**EXERCISE BRIEF**
Write out the entries below exactly. End with the line that contains "types a JSON-like".
Content starts
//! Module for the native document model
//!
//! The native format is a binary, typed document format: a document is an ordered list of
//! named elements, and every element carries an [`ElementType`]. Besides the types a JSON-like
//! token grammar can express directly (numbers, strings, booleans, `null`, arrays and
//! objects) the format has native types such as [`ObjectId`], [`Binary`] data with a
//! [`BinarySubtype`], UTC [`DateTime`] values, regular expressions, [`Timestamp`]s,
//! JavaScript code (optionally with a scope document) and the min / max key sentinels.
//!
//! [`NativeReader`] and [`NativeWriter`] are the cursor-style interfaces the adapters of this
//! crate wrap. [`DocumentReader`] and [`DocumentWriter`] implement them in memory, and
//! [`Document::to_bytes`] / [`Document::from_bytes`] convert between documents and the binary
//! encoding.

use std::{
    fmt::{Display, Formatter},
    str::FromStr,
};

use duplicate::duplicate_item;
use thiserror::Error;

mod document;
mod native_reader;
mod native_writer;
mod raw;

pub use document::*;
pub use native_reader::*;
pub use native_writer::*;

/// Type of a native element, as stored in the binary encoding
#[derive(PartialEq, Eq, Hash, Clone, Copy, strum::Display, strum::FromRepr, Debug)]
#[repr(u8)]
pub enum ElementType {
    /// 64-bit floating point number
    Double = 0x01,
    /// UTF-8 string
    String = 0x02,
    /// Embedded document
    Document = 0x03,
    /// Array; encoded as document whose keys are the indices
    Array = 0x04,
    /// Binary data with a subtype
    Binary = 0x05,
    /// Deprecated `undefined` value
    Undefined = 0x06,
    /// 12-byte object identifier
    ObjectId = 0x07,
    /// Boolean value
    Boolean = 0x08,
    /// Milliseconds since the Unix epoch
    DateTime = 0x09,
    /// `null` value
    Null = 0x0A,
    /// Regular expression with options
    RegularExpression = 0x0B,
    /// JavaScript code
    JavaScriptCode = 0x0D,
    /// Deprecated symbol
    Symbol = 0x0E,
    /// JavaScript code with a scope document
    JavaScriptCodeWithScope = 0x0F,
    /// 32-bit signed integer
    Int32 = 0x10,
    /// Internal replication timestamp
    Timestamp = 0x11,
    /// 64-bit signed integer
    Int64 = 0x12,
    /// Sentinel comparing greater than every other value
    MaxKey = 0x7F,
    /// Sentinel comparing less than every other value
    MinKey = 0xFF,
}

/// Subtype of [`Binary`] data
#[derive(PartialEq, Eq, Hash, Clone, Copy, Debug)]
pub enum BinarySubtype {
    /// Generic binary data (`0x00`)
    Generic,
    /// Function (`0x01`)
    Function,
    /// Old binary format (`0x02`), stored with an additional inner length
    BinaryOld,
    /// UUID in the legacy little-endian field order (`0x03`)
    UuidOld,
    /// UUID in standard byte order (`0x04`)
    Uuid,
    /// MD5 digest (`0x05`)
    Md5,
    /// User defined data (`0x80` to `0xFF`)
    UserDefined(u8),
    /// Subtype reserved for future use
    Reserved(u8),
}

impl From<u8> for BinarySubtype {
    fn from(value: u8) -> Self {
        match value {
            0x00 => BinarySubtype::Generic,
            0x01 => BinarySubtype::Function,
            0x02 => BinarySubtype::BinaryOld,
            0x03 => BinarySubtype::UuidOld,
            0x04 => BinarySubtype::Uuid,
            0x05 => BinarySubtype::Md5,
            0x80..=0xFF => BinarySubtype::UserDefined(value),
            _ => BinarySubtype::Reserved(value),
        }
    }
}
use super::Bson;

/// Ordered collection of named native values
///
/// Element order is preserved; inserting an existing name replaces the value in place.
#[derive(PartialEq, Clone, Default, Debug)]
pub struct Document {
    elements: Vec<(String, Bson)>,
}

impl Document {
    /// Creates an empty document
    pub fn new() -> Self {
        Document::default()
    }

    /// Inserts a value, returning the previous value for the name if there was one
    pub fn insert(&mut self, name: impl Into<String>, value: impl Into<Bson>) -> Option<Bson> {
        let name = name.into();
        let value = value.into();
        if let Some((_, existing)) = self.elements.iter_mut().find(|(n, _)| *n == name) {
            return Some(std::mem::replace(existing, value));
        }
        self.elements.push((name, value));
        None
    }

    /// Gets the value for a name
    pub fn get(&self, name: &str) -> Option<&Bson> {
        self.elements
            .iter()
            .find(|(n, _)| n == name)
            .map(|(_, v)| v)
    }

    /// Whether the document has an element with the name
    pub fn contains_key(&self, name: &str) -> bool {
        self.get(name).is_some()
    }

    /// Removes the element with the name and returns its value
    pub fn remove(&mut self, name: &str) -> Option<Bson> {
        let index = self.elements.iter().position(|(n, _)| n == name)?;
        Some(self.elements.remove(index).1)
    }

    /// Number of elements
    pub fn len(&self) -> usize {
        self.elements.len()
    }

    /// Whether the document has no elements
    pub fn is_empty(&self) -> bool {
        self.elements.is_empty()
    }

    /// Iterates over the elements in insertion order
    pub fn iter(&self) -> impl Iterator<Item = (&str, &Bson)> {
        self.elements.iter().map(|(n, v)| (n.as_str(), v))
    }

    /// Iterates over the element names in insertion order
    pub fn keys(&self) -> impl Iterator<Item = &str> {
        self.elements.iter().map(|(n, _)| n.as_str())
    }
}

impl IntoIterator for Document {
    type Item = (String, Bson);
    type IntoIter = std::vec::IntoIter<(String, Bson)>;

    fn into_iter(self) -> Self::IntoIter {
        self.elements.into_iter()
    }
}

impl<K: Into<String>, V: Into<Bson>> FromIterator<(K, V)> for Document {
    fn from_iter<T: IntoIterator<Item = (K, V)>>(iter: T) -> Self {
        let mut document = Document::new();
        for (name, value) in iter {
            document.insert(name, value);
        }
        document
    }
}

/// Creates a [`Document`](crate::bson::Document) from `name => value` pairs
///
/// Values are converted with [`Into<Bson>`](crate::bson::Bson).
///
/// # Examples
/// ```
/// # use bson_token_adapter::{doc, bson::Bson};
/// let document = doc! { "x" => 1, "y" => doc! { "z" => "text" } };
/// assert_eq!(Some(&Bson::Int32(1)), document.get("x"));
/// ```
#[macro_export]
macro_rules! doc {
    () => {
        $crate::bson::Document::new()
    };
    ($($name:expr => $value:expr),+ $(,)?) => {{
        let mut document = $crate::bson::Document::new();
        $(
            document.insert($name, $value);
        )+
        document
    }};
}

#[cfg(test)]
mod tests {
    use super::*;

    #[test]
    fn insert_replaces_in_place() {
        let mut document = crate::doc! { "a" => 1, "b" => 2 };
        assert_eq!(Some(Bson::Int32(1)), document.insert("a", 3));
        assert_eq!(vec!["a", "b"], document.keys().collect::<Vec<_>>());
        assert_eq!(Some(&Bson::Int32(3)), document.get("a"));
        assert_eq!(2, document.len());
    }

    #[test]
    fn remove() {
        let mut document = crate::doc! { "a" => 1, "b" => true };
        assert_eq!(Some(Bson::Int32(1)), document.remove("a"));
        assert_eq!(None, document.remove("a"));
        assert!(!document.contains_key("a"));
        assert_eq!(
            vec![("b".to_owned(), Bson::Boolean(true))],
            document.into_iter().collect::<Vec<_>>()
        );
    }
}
Content ends
**COMPLETED TASK**
//! Module for the native document model
//!
//! The native format is a binary, typed document format: a document is an ordered list of
//! named elements, and every element carries an [`ElementType`]. Besides the types a JSON-like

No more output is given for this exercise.